In the nation's first environmental public-interest litigation with a provincial government as the plaintiff, a company was ordered to pay a hefty fine for discharging waste chemicals into rivers.
The Taizhou Intermediate People's Court in Jiangsu Province ruled on Monday that Haide Chemical Technology Co Ltd must pay 54.83 million yuan ($8.05 million) to Jiangsu provincial government for the environmental damage it caused by polluting water bodies.
The verdict said in 2014, a sales manager of the Haide company gave untreated alkali waste liquid weighing 102 tons to several individuals for disposal.
The alkali waste liquid was dumped into the Yangtze River and a canal in Taizhou city, severely polluting the waters and disrupting the water supply to the cities of Jingjiang and Xinghua.
The fine includes compensation for the repair cost of environmental damage and that for the loss of ecological services.
The case is the latest in a series of high-profile public-interests lawsuit against polluters after China revised the Environmental Protection Law to curb the worsening environment degradation.
The revised law, which took effect in 2015, introduced public interest litigation and expanded the definition of who can be plaintiff in these environmental cases.

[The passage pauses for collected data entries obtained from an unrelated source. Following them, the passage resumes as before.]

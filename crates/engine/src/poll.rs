// SPDX-License-Identifier: BUSL-1.1
// Copyright (c) 2026 Alfred Jean LLC

//! Poll cadences, env-tunable so specs can tighten them.

use std::time::Duration;

/// `wait` polls `run.json` on this cadence (`MILL_WAIT_POLL_MS`).
pub fn wait_interval() -> Duration {
    from_env("MILL_WAIT_POLL_MS", 100)
}

/// Event-log followers (watch, the worker's cancel follower) poll on this
/// cadence (`MILL_WATCH_POLL_MS`). Kept inside the 50–200 ms tail window.
pub fn watch_interval() -> Duration {
    from_env("MILL_WATCH_POLL_MS", 75)
}

fn from_env(var: &str, default_ms: u64) -> Duration {
    let ms = std::env::var(var).ok().and_then(|v| v.parse().ok()).unwrap_or(default_ms);
    Duration::from_millis(ms)
}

In Jan 1, 2015, six chemical and pharmaceutical companies in Jiangsu province were ordered to pay 160 million yuan ($26 million) for discharging waste acid into two rivers.
In 2015, eight companies were ruled to pay 569 million yuan for dumping untreated waste in the Tengger Desert between Inner Mongolia autonomous region and Gansu province. The plaintiff was the non-profit organization China Biodiversity Conservation and Green Development Foundation.
In 2016, a company in Dezhou, Shandong province, was ordered to pay 21.98 million yuan for the air pollution it caused.